- Opening Delimiter -

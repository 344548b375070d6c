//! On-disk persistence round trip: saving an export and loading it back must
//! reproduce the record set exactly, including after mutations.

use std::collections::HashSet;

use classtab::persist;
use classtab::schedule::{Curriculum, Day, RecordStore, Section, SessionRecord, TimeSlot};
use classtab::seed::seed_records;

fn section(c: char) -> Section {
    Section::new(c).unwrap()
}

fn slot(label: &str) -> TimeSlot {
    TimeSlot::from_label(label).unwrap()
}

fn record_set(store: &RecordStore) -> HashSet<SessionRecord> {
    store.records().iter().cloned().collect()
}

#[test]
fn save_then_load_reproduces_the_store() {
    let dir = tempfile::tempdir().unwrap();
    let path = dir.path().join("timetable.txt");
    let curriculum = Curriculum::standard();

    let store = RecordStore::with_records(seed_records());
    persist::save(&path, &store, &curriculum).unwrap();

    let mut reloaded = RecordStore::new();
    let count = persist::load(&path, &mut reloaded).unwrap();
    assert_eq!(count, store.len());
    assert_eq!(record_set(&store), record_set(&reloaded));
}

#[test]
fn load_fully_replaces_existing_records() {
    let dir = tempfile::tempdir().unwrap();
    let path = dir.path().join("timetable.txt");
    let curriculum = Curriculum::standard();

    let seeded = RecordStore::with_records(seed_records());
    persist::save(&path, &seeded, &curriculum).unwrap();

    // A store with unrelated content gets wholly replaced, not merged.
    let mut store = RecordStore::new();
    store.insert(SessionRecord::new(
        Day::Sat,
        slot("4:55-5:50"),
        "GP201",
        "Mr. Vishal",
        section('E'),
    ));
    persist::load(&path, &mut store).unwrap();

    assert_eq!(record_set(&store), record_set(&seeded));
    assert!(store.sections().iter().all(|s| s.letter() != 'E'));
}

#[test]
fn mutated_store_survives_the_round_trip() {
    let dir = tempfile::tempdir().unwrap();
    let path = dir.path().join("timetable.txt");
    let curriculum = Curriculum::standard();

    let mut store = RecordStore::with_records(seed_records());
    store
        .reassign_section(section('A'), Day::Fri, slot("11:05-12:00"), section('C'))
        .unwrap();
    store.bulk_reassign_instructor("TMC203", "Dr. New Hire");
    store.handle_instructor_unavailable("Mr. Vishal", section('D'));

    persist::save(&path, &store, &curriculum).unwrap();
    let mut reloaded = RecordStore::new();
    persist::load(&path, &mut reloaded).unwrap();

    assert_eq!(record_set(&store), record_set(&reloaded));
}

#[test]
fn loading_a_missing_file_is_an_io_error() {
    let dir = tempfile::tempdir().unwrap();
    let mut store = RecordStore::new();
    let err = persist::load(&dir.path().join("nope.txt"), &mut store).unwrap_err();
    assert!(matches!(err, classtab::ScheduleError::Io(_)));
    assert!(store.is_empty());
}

- Closing Delimiter -
- Opening Delimiter -

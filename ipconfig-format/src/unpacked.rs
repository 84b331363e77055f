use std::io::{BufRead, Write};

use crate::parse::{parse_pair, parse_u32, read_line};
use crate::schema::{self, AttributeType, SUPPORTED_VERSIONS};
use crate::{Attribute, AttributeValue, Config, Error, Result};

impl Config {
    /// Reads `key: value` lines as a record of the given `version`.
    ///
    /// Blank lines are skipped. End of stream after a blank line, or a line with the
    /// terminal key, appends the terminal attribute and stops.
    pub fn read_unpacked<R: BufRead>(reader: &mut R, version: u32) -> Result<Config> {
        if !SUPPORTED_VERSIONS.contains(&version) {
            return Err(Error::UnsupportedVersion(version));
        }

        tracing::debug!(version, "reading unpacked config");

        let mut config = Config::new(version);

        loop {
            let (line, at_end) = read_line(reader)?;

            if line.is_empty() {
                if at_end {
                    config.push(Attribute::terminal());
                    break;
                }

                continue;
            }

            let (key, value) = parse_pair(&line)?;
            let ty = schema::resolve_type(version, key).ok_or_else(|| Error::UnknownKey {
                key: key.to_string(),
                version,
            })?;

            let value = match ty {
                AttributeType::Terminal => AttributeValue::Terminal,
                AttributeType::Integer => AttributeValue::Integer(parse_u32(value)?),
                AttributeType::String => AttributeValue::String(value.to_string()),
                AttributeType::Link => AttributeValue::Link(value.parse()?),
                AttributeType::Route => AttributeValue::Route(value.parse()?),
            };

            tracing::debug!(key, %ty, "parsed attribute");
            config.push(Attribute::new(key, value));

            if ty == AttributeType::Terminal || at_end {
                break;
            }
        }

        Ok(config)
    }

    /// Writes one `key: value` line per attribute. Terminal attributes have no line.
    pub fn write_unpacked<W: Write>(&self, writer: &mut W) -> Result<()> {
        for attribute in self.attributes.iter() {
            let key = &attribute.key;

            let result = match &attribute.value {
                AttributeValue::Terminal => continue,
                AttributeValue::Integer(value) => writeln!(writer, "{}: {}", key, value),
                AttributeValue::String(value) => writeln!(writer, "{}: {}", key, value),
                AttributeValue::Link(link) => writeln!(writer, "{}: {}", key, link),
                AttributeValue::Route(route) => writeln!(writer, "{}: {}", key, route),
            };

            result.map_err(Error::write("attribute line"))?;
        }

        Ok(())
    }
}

- Closing Delimiter -
- Opening Delimiter -

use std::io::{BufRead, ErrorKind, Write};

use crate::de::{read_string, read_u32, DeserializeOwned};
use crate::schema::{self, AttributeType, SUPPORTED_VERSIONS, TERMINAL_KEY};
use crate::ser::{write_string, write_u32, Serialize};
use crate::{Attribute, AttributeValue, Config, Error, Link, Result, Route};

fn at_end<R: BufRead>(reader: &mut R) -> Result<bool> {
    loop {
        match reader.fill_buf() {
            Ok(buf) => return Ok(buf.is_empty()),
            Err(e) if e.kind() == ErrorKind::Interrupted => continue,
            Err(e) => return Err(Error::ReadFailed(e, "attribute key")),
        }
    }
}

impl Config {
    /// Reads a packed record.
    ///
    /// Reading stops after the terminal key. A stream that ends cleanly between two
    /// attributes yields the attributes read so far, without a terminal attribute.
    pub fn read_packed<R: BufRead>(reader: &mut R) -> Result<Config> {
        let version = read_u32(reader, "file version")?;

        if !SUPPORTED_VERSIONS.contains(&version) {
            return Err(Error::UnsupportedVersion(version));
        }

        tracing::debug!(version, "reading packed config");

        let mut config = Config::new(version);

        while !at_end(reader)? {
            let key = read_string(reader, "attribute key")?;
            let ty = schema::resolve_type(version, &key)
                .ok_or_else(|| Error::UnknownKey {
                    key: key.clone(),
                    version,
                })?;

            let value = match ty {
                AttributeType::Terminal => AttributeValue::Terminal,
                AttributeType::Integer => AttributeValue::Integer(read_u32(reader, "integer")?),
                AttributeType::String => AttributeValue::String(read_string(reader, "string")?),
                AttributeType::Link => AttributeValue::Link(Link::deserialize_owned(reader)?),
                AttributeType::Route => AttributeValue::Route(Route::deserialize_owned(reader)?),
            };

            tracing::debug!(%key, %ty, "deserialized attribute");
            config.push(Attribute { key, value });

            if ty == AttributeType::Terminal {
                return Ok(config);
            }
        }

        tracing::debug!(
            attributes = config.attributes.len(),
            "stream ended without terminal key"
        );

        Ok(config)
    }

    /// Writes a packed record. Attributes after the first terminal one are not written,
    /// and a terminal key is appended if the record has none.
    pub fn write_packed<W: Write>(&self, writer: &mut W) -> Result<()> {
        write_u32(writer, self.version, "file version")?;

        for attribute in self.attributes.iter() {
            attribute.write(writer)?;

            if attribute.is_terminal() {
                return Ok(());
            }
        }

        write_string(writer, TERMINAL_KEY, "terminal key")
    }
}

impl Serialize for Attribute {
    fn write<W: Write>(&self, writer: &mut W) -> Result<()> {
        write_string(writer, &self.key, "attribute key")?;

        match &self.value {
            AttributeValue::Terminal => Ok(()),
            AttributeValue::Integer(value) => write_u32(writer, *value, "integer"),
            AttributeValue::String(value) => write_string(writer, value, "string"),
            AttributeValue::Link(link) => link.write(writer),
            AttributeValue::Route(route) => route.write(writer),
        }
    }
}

- Closing Delimiter -

Search the material for the string "push" and return each line that has it.

■ Solved problem
                    config.push(Attribute::terminal());
            config.push(Attribute::new(key, value));
            config.push(Attribute { key, value });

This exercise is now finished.